2. Entender los vínculos más importantes entre el empleo y las
desigualdades en salud.En segundo lugar, este libro explora las
vías a través de las cuales las condiciones de empleo interactúan con las DS. En otras palabras, se ha identificado tanto el impacto de las condiciones de empleo en las DS como la magnitud de ese impacto.
3. Recoger evidencias de aquellas políticas de empleo que reducen
de forma efectiva las DS. Tras la clasificación global de las
condiciones de empleo y tras una comprensión profunda de los efectos de las políticas de empleo sobre la salud, identificamos aquellas políticas que reducen realmente las DS. En este caso, hacemos especial hincapié en aquellos programas diseñados de acuerdo con los principios de participación democrática.
4. Traducir este conocimiento en recomendaciones orientadas a las
políticas de salud.

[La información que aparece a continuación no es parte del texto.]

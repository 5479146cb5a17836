// ABOUTME: Dependency-ordered schema and data export
// ABOUTME: Exports the exporter, its options, emitters, cursor reader and output sinks

pub mod acl;
pub mod cursor;
pub mod deferred;
pub mod emit;
pub mod exporter;
pub mod format;
pub mod options;
pub mod script;
pub mod selection;
pub mod sink;

pub use cursor::{DataSource, ExportCursor, MemoryDataSource, PgDataSource};
pub use deferred::{DeferredKind, DeferredQueue, DeferredStatement};
pub use exporter::{write_globals, DatabaseDump, DumpStats, Exporter};
pub use format::{formatter_for, CopyFormatter, InsertFormatter, Row, RowFormatter, TableMetadata};
pub use options::{DumpOptions, DumpScope, InsertFormat};
pub use script::ScriptWriter;
pub use selection::{resolve_selection, Selection};
pub use sink::{Compression, Framing, OutputSink};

Nuestra voluntad es divulgar los resultados y
colaborar en la realización de esas recomendaciones, para que este tema se introduzca en la agenda política.

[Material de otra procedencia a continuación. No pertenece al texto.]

// ABOUTME: Queue of DDL fragments postponed until the objects they need exist
// ABOUTME: Object-gated entries are released early; the rest drain in a fixed post-pass order

use crate::catalog::ObjectId;
use std::fmt;

#[derive(Debug, Clone, Copy, PartialEq, Eq, Hash, PartialOrd, Ord)]
pub enum DeferredKind {
    ColumnDefault,
    GeneratedColumn,
    CheckValidate,
    ForeignKey,
    MvRefresh,
    Rule,
    Trigger,
    SequenceOwnership,
}

impl DeferredKind {
    /// Drain position in the post-pass
    ///
    /// Leftover object-gated fragments go first, then foreign keys,
    /// materialized-view refreshes, rules, triggers and sequence ownerships.
    fn post_pass_rank(self) -> u8 {
        match self {
            DeferredKind::ColumnDefault
            | DeferredKind::GeneratedColumn
            | DeferredKind::CheckValidate => 0,
            DeferredKind::ForeignKey => 1,
            DeferredKind::MvRefresh => 2,
            DeferredKind::Rule => 3,
            DeferredKind::Trigger => 4,
            DeferredKind::SequenceOwnership => 5,
        }
    }

    pub fn as_str(self) -> &'static str {
        match self {
            DeferredKind::ColumnDefault => "column default",
            DeferredKind::GeneratedColumn => "generated column",
            DeferredKind::CheckValidate => "check constraint",
            DeferredKind::ForeignKey => "foreign key",
            DeferredKind::MvRefresh => "materialized view refresh",
            DeferredKind::Rule => "rule",
            DeferredKind::Trigger => "trigger",
            DeferredKind::SequenceOwnership => "sequence ownership",
        }
    }
}

impl fmt::Display for DeferredKind {
    fn fmt(&self, f: &mut fmt::Formatter<'_>) -> fmt::Result {
        f.write_str(self.as_str())
    }
}

#[derive(Debug, Clone, PartialEq, Eq)]
pub struct DeferredStatement {
    pub kind: DeferredKind,
    /// Object the statement alters
    pub target: ObjectId,
    /// Released right after this object is emitted
    pub waits_for: Option<ObjectId>,
    /// Objects that must have been created for the statement to run
    pub requires: Vec<ObjectId>,
    pub sql: String,
}

impl DeferredStatement {
    pub fn new(kind: DeferredKind, target: ObjectId, sql: impl Into<String>) -> Self {
        Self {
            kind,
            target,
            waits_for: None,
            requires: vec![target],
            sql: sql.into(),
        }
    }

    pub fn waiting_for(mut self, dependency: ObjectId) -> Self {
        self.waits_for = Some(dependency);
        if !self.requires.contains(&dependency) {
            self.requires.push(dependency);
        }
        self
    }

    pub fn requiring(mut self, dependency: ObjectId) -> Self {
        if !self.requires.contains(&dependency) {
            self.requires.push(dependency);
        }
        self
    }
}

/// Each pushed statement comes out exactly once, through
/// [`release_after`](Self::release_after) or [`drain_post_pass`](Self::drain_post_pass).
#[derive(Debug, Default)]
pub struct DeferredQueue {
    pending: Vec<DeferredStatement>,
}

impl DeferredQueue {
    pub fn new() -> Self {
        Self::default()
    }

    pub fn push(&mut self, statement: DeferredStatement) {
        tracing::debug!("Deferring {} for {}", statement.kind, statement.target);
        self.pending.push(statement);
    }

    pub fn len(&self) -> usize {
        self.pending.len()
    }

    pub fn is_empty(&self) -> bool {
        self.pending.is_empty()
    }

    /// Take the statements that were waiting for `emitted`, in push order
    pub fn release_after(&mut self, emitted: ObjectId) -> Vec<DeferredStatement> {
        let (ready, rest): (Vec<_>, Vec<_>) = std::mem::take(&mut self.pending)
            .into_iter()
            .partition(|s| s.waits_for == Some(emitted));
        self.pending = rest;
        ready
    }

    /// Take everything left, in post-pass order (stable within a kind)
    pub fn drain_post_pass(&mut self) -> Vec<DeferredStatement> {
        let mut all = std::mem::take(&mut self.pending);
        all.sort_by_key(|s| s.kind.post_pass_rank());
        all
    }
}

#[cfg(test)]
mod tests {
    use super::*;

    #[test]
    fn test_post_pass_order_is_fixed() {
        let mut queue = DeferredQueue::new();
        queue.push(DeferredStatement::new(DeferredKind::SequenceOwnership, ObjectId(1), "own"));
        queue.push(DeferredStatement::new(DeferredKind::Trigger, ObjectId(2), "trg"));
        queue.push(DeferredStatement::new(DeferredKind::ForeignKey, ObjectId(3), "fk1"));
        queue.push(DeferredStatement::new(DeferredKind::Rule, ObjectId(4), "rule"));
        queue.push(DeferredStatement::new(DeferredKind::MvRefresh, ObjectId(5), "refresh"));
        queue.push(DeferredStatement::new(DeferredKind::ForeignKey, ObjectId(6), "fk2"));

        let sql: Vec<String> = queue.drain_post_pass().into_iter().map(|s| s.sql).collect();
        assert_eq!(sql, vec!["fk1", "fk2", "refresh", "rule", "trg", "own"]);
        assert!(queue.is_empty());
    }

    #[test]
    fn test_release_after_takes_only_waiting_statements() {
        let mut queue = DeferredQueue::new();
        queue.push(
            DeferredStatement::new(DeferredKind::CheckValidate, ObjectId(1), "add not valid")
                .waiting_for(ObjectId(9)),
        );
        queue.push(
            DeferredStatement::new(DeferredKind::CheckValidate, ObjectId(1), "validate")
                .waiting_for(ObjectId(9)),
        );
        queue.push(DeferredStatement::new(DeferredKind::ForeignKey, ObjectId(1), "fk"));

        assert!(queue.release_after(ObjectId(8)).is_empty());
        let released = queue.release_after(ObjectId(9));
        assert_eq!(released.len(), 2);
        assert_eq!(released[0].sql, "add not valid");
        assert_eq!(released[0].requires, vec![ObjectId(1), ObjectId(9)]);
        assert_eq!(queue.len(), 1);
    }
}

Este libro se dirige simultáneamente a tres públicos diferentes. El primero tiene que ver con aquellos lectores que carecen de un conocimiento específico previo sobre el tema. Un segundo público consiste en aquellos especialistas en salud pública, desigualdades en salud, ciencias políticas y sociales, y relaciones laborales que deseen adquirir un conocimiento más amplio sobre la situación, las causas y las políticas que vinculan el empleo, el trabajo y las DS. Por último, este texto se dirige también a los activistas y miembros de sindicatos y movimientos sociales interesados en una comprensión global y técnica de este tema. El libro se organiza en once capítulos, con referencias y apéndices.
En este Capítulo 1 se describen los contextos y conceptos en los que se basa este estudio y se explican cuáles son sus principales objetivos. El Capítulo 2 presenta el concepto de “empleo justo”, las principales condiciones de empleo y los temas transversales o “ejes” de desigualdad social que se utilizan en el libro. El Capítulo 3 identifica los métodos, las estrategias y las fuentes básicas de información utilizadas. El Capítulo 4 presenta un modelo teórico dividido en dos marcos conceptuales que integran los factores que vinculan las condiciones de empleo y las DS a nivel macro y micro respectivamente. El Capítulo 5 presenta una revisión histórica y política que proporciona el contexto social de todo el libro. El Capítulo 6 analiza los estados del bienestar y los mercados de trabajo a nivel de país, con estudios de caso de algunos países seleccionados. El Capítulo 7 contiene una perspectiva descriptiva de las principales relaciones de empleo, con información sobre las relaciones de poder, las regulaciones del mercado de trabajo y las relaciones laborales, junto con una explicación pormenorizada de las condiciones de empleo y de trabajo en un contexto global. El Capítulo 8 presenta una descripción analítica de las vías y mecanismos que vinculan las dimensiones de empleo y las DS. El Capítulo 9 muestra los principales hallazgos en el ámbito de las políticas e incluye una breve descripción de cuatro “puntos de entrada” claves para realizar un cambio de políticas con el fin de reducir las DS. Cuando EMCONET presentó su Informe Final a la CDSS en 2007, las primeras señales de que se avecinaba una grave crisis económica apenas empezaban a asomar. En el Capítulo 10 presentamos la relevancia que tiene la crisis económica global para este libro, y la urgente necesidad de poner en marcha una nueva agenda política. En el capítulo 11 se resumen las principales conclusiones y recomendaciones del libro. Por último, incluimos varios apéndices con información complementaria.